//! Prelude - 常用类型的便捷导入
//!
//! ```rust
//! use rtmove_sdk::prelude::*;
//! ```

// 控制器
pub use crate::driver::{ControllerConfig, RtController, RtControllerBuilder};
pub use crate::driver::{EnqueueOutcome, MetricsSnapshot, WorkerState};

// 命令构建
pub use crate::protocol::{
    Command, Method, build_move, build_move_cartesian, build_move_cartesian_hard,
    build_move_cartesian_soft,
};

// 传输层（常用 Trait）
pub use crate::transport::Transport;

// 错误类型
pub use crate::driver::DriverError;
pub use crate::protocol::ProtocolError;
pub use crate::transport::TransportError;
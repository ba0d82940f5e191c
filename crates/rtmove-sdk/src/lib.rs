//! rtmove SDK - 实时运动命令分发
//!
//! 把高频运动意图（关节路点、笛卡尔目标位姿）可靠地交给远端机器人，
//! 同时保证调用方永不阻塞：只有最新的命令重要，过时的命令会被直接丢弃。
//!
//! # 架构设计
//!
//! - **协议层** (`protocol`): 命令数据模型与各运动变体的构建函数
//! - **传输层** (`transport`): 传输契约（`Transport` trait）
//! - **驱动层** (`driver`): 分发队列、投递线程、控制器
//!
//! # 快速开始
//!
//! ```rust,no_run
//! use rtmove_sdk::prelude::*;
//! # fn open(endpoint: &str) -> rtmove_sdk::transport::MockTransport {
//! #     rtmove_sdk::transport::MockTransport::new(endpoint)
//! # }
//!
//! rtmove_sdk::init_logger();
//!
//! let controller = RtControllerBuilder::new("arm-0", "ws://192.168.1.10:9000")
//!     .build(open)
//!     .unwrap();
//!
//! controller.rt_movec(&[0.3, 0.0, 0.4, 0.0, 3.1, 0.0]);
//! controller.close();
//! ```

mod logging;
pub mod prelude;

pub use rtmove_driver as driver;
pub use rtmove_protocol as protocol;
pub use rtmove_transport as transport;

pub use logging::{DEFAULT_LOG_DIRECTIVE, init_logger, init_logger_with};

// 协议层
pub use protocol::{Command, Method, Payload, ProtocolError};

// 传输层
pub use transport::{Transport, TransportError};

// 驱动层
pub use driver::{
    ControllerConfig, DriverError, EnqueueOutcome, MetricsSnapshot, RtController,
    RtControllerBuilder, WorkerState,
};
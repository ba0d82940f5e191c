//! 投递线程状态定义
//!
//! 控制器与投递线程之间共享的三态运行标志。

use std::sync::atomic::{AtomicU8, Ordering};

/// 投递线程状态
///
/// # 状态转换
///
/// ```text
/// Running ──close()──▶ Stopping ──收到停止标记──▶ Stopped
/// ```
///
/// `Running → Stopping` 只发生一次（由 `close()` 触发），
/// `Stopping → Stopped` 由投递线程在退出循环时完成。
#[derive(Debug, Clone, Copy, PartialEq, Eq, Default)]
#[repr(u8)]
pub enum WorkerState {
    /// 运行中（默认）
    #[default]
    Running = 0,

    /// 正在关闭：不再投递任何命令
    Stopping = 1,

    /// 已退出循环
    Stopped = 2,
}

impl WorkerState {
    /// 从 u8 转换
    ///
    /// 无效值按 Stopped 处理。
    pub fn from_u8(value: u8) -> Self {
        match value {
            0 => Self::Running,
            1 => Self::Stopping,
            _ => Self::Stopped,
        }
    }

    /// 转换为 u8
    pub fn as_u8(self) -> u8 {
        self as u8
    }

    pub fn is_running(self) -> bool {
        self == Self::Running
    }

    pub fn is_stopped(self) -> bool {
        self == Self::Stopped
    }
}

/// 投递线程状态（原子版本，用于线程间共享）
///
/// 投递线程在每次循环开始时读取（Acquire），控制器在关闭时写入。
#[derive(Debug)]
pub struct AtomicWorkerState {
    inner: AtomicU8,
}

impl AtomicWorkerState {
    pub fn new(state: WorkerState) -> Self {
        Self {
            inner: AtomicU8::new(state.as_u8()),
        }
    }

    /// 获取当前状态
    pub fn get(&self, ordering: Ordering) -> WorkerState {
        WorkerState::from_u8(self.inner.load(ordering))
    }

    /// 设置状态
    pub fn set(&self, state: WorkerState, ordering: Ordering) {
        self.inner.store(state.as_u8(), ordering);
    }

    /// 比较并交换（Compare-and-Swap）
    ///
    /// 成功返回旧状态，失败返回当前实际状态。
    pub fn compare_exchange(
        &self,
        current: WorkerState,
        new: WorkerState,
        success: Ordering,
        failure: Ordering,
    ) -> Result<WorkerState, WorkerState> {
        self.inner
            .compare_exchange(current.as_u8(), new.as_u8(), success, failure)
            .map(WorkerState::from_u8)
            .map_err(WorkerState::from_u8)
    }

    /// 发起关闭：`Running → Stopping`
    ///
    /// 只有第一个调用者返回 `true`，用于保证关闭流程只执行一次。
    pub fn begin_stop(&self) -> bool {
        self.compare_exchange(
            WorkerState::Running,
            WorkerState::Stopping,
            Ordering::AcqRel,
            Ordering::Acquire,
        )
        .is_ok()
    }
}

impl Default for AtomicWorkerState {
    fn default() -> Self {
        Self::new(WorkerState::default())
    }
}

> _HOW TO COMPLETE THIS TASK_: Set down every entry exactly as it appears.

> _SOLUTION TO THE PROBLEM_:
//! Prelude - 常用类型的便捷导入
//!
//! ```rust
//! use rtmove_sdk::prelude::*;
//! ```

// 控制器
pub use crate::driver::{ControllerConfig, RtController, RtControllerBuilder};
pub use crate::driver::{EnqueueOutcome, MetricsSnapshot, WorkerState};

// 命令构建
pub use crate::protocol::{
    Command, Method, build_move, build_move_cartesian, build_move_cartesian_hard,
    build_move_cartesian_soft,
};

// 传输层（常用 Trait）
pub use crate::transport::Transport;

// 错误类型
pub use crate::driver::DriverError;
pub use crate::protocol::ProtocolError;
pub use crate::transport::TransportError;
repository ba0d82940f5e191c
filename crates/rtmove-sdk/src/lib.rs
//! rtmove SDK - 实时运动命令分发
//!
//! 把高频运动意图（关节路点、笛卡尔目标位姿）可靠地交给远端机器人，
//! 同时保证调用方永不阻塞：只有最新的命令重要，过时的命令会被直接丢弃。
//!
//! # 架构设计
//!
//! - **协议层** (`protocol`): 命令数据模型与各运动变体的构建函数
//! - **传输层** (`transport`): 传输契约（`Transport` trait）
//! - **驱动层** (`driver`): 分发队列、投递线程、控制器
//!
//! # 快速开始
//!
//! ```rust,no_run
//! use rtmove_sdk::prelude::*;
//! # fn open(endpoint: &str) -> rtmove_sdk::transport::MockTransport {
//! #     rtmove_sdk::transport::MockTransport::new(endpoint)
//! # }
//!
//! rtmove_sdk::init_logger();
//!
//! let controller = RtControllerBuilder::new("arm-0", "ws://192.168.1.10:9000")
//!     .build(open)
//!     .unwrap();
//!
//! controller.rt_movec(&[0.3, 0.0, 0.4, 0.0, 3.1, 0.0]);
//! controller.close();
//! ```

mod logging;
pub mod prelude;

pub use rtmove_driver as driver;
pub use rtmove_protocol as protocol;
pub use rtmove_transport as transport;

pub use logging::{DEFAULT_LOG_DIRECTIVE, init_logger, init_logger_with};

// 协议层
pub use protocol::{Command, Method, Payload, ProtocolError};

// 传输层
pub use transport::{Transport, TransportError};

// 驱动层
pub use driver::{
    ControllerConfig, DriverError, EnqueueOutcome, MetricsSnapshot, RtController,
    RtControllerBuilder, WorkerState,
};
repository ba0d82940f5e191c
//! 投递线程状态定义
//!
//! 控制器与投递线程之间共享的三态运行标志。

use std::sync::atomic::{AtomicU8, Ordering};

/// 投递线程状态
///
/// # 状态转换
///
/// ```text
/// Running ──close()──▶ Stopping ──收到停止标记──▶ Stopped
/// ```
///
/// `Running → Stopping` 只发生一次（由 `close()` 触发），
/// `Stopping → Stopped` 由投递线程在退出循环时完成。
#[derive(Debug, Clone, Copy, PartialEq, Eq, Default)]
#[repr(u8)]
pub enum WorkerState {
    /// 运行中（默认）
    #[default]
    Running = 0,

    /// 正在关闭：不再投递任何命令
    Stopping = 1,

    /// 已退出循环
    Stopped = 2,
}

impl WorkerState {
    /// 从 u8 转换
    ///
    /// 无效值按 Stopped 处理。
    pub fn from_u8(value: u8) -> Self {
        match value {
            0 => Self::Running,
            1 => Self::Stopping,
            _ => Self::Stopped,
        }
    }

    /// 转换为 u8
    pub fn as_u8(self) -> u8 {
        self as u8
    }

    pub fn is_running(self) -> bool {
        self == Self::Running
    }

    pub fn is_stopped(self) -> bool {
        self == Self::Stopped
    }
}

/// 投递线程状态（原子版本，用于线程间共享）
///
/// 投递线程在每次循环开始时读取（Acquire），控制器在关闭时写入。
#[derive(Debug)]
pub struct AtomicWorkerState {
    inner: AtomicU8,
}

impl AtomicWorkerState {
    pub fn new(state: WorkerState) -> Self {
        Self {
            inner: AtomicU8::new(state.as_u8()),
        }
    }

    /// 获取当前状态
    pub fn get(&self, ordering: Ordering) -> WorkerState {
        WorkerState::from_u8(self.inner.load(ordering))
    }

    /// 设置状态
    pub fn set(&self, state: WorkerState, ordering: Ordering) {
        self.inner.store(state.as_u8(), ordering);
    }

    /// 比较并交换（Compare-and-Swap）
    ///
    /// 成功返回旧状态，失败返回当前实际状态。
    pub fn compare_exchange(
        &self,
        current: WorkerState,
        new: WorkerState,
        success: Ordering,
        failure: Ordering,
    ) -> Result<WorkerState, WorkerState> {
        self.inner
            .compare_exchange(current.as_u8(), new.as_u8(), success, failure)
            .map(WorkerState::from_u8)
            .map_err(WorkerState::from_u8)
    }

    /// 发起关闭：`Running → Stopping`
    ///
    /// 只有第一个调用者返回 `true`，用于保证关闭流程只执行一次。
    pub fn begin_stop(&self) -> bool {
        self.compare_exchange(
            WorkerState::Running,
            WorkerState::Stopping,
            Ordering::AcqRel,
            Ordering::Acquire,
        )
        .is_ok()
    }
}

impl Default for AtomicWorkerState {
    fn default() -> Self {
        Self::new(WorkerState::default())
    }
}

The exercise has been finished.